Where does the word "message" show up in the records? Copy every line that has it.

------------

//! Error handling for the external sort

use std::io;
use std::path::Path;
use thiserror::Error;

/// Custom error type for sort operations
#[derive(Error, Debug)]
pub enum SortError {
    #[error("I/O error: {0}")]
    Io(#[from] io::Error),

    #[error("Malformed record: {reason}")]
    MalformedRecord { reason: String },

    #[error("cannot open input '{path}': {source}")]
    InputOpen { path: String, source: io::Error },

    #[error("cannot read input '{path}': {source}")]
    InputRead { path: String, source: io::Error },

    #[error("cannot create output '{path}': {source}")]
    OutputCreate { path: String, source: io::Error },

    #[error("cannot write output '{path}': {source}")]
    OutputWrite { path: String, source: io::Error },

    #[error("cannot write temporary run file '{path}': {source}")]
    TempFile { path: String, source: io::Error },

    #[error("cannot read run file '{path}': {source}")]
    RunRead { path: String, source: io::Error },

    #[error("Invalid batch size: {size}")]
    InvalidBatchSize { size: String },

    #[error("Invalid buffer size: {size}")]
    InvalidBufferSize { size: String },

    #[error("Invalid argument: {message}")]
    InvalidArgument { message: String },

    #[error("sort has already finished")]
    AlreadyFinished,

    #[error("Internal error: {message}")]
    Internal { message: String },
}

impl SortError {
    /// Returns the appropriate exit code for this error
    pub fn exit_code(&self) -> i32 {
        match self {
            SortError::InputOpen { .. }
            | SortError::InputRead { .. }
            | SortError::OutputCreate { .. }
            | SortError::OutputWrite { .. }
            | SortError::TempFile { .. }
            | SortError::RunRead { .. }
            | SortError::Io(_) => crate::SORT_FAILURE,

            _ => crate::EXIT_FAILURE,
        }
    }

    /// Whether the error is per-line and recoverable by dropping the line
    pub fn is_malformed_record(&self) -> bool {
        matches!(self, SortError::MalformedRecord { .. })
    }

    /// Create a malformed record error
    pub fn malformed_record(reason: impl Into<String>) -> Self {
        SortError::MalformedRecord {
            reason: reason.into(),
        }
    }

    /// Create an input open error
    pub fn input_open(path: &Path, source: io::Error) -> Self {
        SortError::InputOpen {
            path: path.display().to_string(),
            source,
        }
    }

    /// Create an input read error
    pub fn input_read(path: &Path, source: io::Error) -> Self {
        SortError::InputRead {
            path: path.display().to_string(),
            source,
        }
    }

    /// Create an output create error
    pub fn output_create(path: &Path, source: io::Error) -> Self {
        SortError::OutputCreate {
            path: path.display().to_string(),
            source,
        }
    }

    /// Create an output write error
    pub fn output_write(path: &Path, source: io::Error) -> Self {
        SortError::OutputWrite {
            path: path.display().to_string(),
            source,
        }
    }

    /// Create a temp file error
    pub fn temp_file(path: &Path, source: io::Error) -> Self {
        SortError::TempFile {
            path: path.display().to_string(),
            source,
        }
    }

    /// Create a run read error
    pub fn run_read(path: &Path, source: io::Error) -> Self {
        SortError::RunRead {
            path: path.display().to_string(),
            source,
        }
    }

    /// Create an invalid batch size error
    pub fn invalid_batch_size(size: &str) -> Self {
        SortError::InvalidBatchSize {
            size: size.to_string(),
        }
    }

    /// Create an invalid buffer size error
    pub fn invalid_buffer_size(size: &str) -> Self {
        SortError::InvalidBufferSize {
            size: size.to_string(),
        }
    }

    /// Create an invalid argument error
    pub fn invalid_argument(message: &str) -> Self {
        SortError::InvalidArgument {
            message: message.to_string(),
        }
    }

    /// Create an internal error
    pub fn internal(message: &str) -> Self {
        SortError::Internal {
            message: message.to_string(),
        }
    }
}

/// Result type for sort operations
pub type SortResult<T> = Result<T, SortError>;

/// Attaches the failing pipeline stage and path to raw I/O errors
pub trait SortContext<T> {
    /// Opening the input
    fn input_context(self, path: &Path) -> SortResult<T>;

    /// Reading lines from the input
    fn read_context(self, path: &Path) -> SortResult<T>;

    /// Creating the output
    fn output_context(self, path: &Path) -> SortResult<T>;

    /// Writing or flushing the output
    fn write_context(self, path: &Path) -> SortResult<T>;

    fn temp_context(self, path: &Path) -> SortResult<T>;

    fn run_context(self, path: &Path) -> SortResult<T>;
}

impl<T> SortContext<T> for Result<T, io::Error> {
    fn input_context(self, path: &Path) -> SortResult<T> {
        self.map_err(|err| SortError::input_open(path, err))
    }

    fn read_context(self, path: &Path) -> SortResult<T> {
        self.map_err(|err| SortError::input_read(path, err))
    }

    fn output_context(self, path: &Path) -> SortResult<T> {
        self.map_err(|err| SortError::output_create(path, err))
    }

    fn write_context(self, path: &Path) -> SortResult<T> {
        self.map_err(|err| SortError::output_write(path, err))
    }

    fn temp_context(self, path: &Path) -> SortResult<T> {
        self.map_err(|err| SortError::temp_file(path, err))
    }

    fn run_context(self, path: &Path) -> SortResult<T> {
        self.map_err(|err| SortError::run_read(path, err))
    }
}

------------

_Solution to the exercise_:
    #[error("Invalid argument: {message}")]
    InvalidArgument { message: String },
    #[error("Internal error: {message}")]
    Internal { message: String },
    pub fn invalid_argument(message: &str) -> Self {
            message: message.to_string(),
    pub fn internal(message: &str) -> Self {
            message: message.to_string(),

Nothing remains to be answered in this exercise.